If yo udon't have a scholarship, community college first. It's cheaper. Just shut up and do it. SHUT UP. Then get a scholarship and go to university.


----------



## Psilo (Apr 29, 2009)

Well, it's your life and your classes, not your mother's. She'll have to accept that. Your passion, successes, failures, are all yours. 

I don't know the circumstances. If she's holding financial reasons as a leash, then maybe double majoring may be the better option if you don't qualify for enough financial aids to get through. Still, your mother's objections shouldn't be the reason you don't at least test the subject to see if you enjoy it.


----------



## Steini (Oct 22, 2009)

Maybe anthropology would be something for you, I've been looking into it myself. It's not as narrow minded as psychology, though psychology covers a lot. Anthropology is the study of the man and EVERYTHING that he does or thinks about. It can be pretty interesting I think. But I wouldn't let that bother you that your mom says you can do better than for example psychology, psychology is a pretty heavy major I'd think. Do what's in your heart, read into it.


----------



## Lady K (Oct 13, 2009)

I'm wondering why your mom has a say in what you major in at all. Is she paying for your education? If she isn't, there's no reason that she can be the one who decides what you major in. It's your life, and ultimately, your decision should be what YOU want, not what your mom wants - no matter how much you may want to please her. You shouldn't do something just because you're "good" at it. I'm good at math, but I hate it with a fiery intense passion. 

However, if she IS paying for you to go to school, then she has some sort of say I suppose. In that case, I would opt for a double major as well. You can easily combine linguistics and psychology/sociology. 

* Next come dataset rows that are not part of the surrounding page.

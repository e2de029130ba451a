/*
 *  display/components/pulse.rs
 *
 *  timeclock - full-screen zener clock
 *  (c) 2020-26 Stuart Hunter
 *
 *  Breathing pulse of the clapper icon
 *
 *  This program is free software: you can redistribute it and/or modify
 *  it under the terms of the GNU General Public License as published by
 *  the Free Software Foundation, either version 3 of the License, or
 *  (at your option) any later version.
 *
 *  This program is distributed in the hope that it will be useful,
 *  but WITHOUT ANY WARRANTY; without even the implied warranty of
 *  MERCHANTABILITY or FITNESS FOR A PARTICULAR PURPOSE.  See the
 *  GNU General Public License for more details.
 *
 *  See <http://www.gnu.org/licenses/> to get a copy of the GNU General
 *  Public License.
 *
 */

use std::f32::consts::PI;
use std::time::Duration;

/// Animation contract handed to the surface once at start-up
///
/// Runs `from` -> `to` over `half_period`, then reverses, forever.
#[derive(Debug, Clone, Copy, PartialEq)]
pub struct PulseConfig {
    pub scale_from: f32,
    pub scale_to: f32,
    pub alpha_from: f32,
    pub alpha_to: f32,
    pub half_period: Duration,
}

impl Default for PulseConfig {
    fn default() -> Self {
        Self {
            scale_from: 1.5,
            scale_to: 2.0,
            alpha_from: 0.10,
            alpha_to: 0.20,
            half_period: Duration::from_millis(6000),
        }
    }
}

/// Pulse values at one instant
#[derive(Debug, Clone, Copy, PartialEq)]
pub struct PulseFrame {
    pub scale: f32,
    pub alpha: f32,
}

impl PulseConfig {
    /// Progress through the current half cycle, eased, 0.0..=1.0
    fn phase(&self, elapsed: Duration) -> f32 {
        let half = self.half_period.as_secs_f64();
        if half <= 0.0 {
            return 0.0;
        }
        let cycles = elapsed.as_secs_f64() / half;
        let within = cycles.fract() as f32;
        // odd half cycles run backwards
        let linear = if (cycles as u64) % 2 == 0 { within } else { 1.0 - within };
        // accelerate-decelerate
        (1.0 - (PI * linear).cos()) / 2.0
    }

    pub fn sample(&self, elapsed: Duration) -> PulseFrame {
        let p = self.phase(elapsed);
        PulseFrame {
            scale: self.scale_from + (self.scale_to - self.scale_from) * p,
            alpha: self.alpha_from + (self.alpha_to - self.alpha_from) * p,
        }
    }
}
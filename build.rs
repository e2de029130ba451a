// build.rs

use chrono::Utc;
use std::env;
use std::fs;
use std::path::Path;

fn main() {
    let out_dir = env::var("OUT_DIR").expect("cargo always sets OUT_DIR for build scripts");
    let dest_path = Path::new(&out_dir).join("build_info.rs");

    // stamped into the startup banner
    let build_date = Utc::now().format("%Y-%m-%d %H:%M:%S UTC").to_string();

    fs::write(
        &dest_path,
        format!("pub const BUILD_DATE: &str = \"{}\";", build_date),
    )
    .expect("failed to write build_info.rs");

    println!("cargo:rerun-if-changed=build.rs");
}
/*
 *  display/components/mod.rs
 *
 *  timeclock - full-screen zener clock
 *  (c) 2020-26 Stuart Hunter
 *
 *  Clock face components
 *
 *  This program is free software: you can redistribute it and/or modify
 *  it under the terms of the GNU General Public License as published by
 *  the Free Software Foundation, either version 3 of the License, or
 *  (at your option) any later version.
 *
 *  This program is distributed in the hope that it will be useful,
 *  but WITHOUT ANY WARRANTY; without even the implied warranty of
 *  MERCHANTABILITY or FITNESS FOR A PARTICULAR PURPOSE.  See the
 *  GNU General Public License for more details.
 *
 *  See <http://www.gnu.org/licenses/> to get a copy of the GNU General
 *  Public License.
 *
 */

pub mod clock;
pub mod zener;
pub mod jitter;
pub mod pulse;

// Re-exports
pub use clock::{ChangeDetector, ClockSampler, ClockState, FieldChanges, SystemClock, TimeSource};
pub use zener::{SymbolCycler, ZenerSymbol, ZENER_SYMBOLS};
pub use jitter::{BurnInJitter, JitterOffset, Transform};
pub use pulse::{PulseConfig, PulseFrame};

I also agree with Deagal's opinion about attending a community college first. Depending on where you're living, tuition can be very expensive. With the economy the way it is, look at it from a fiscal perspective. The smartest path would be to get your gen eds out of the way in the cheapest way possible. These classes are generic across any board, and it's not going to make a difference that you took them at a community college, or a university. 

You do also need to look ahead when planning this out. Do you have any universities in mind? Are they in state, or out of state for you? You need to narrow these options down for yourself so you can do research on how you can get scholarship money, deadlines, etc.


----------



## Scruffy (Aug 17, 2009)

Just be a psychology major, what the fuck is she gonna do about it?


----------



## Femme (Jul 12, 2009)

Are there any career counselors at your school that you have a connection with? 

Could you possibly explain your situation to a counselor, who can, in turn, persuade your mother?


----------



## Deagalman (Jul 3, 2009)

Femme said:


> Are there any career counselors at your school that you have a connection with?
> 
> Could you possibly explain your situation to a counselor, who can, in turn, persuade your mother?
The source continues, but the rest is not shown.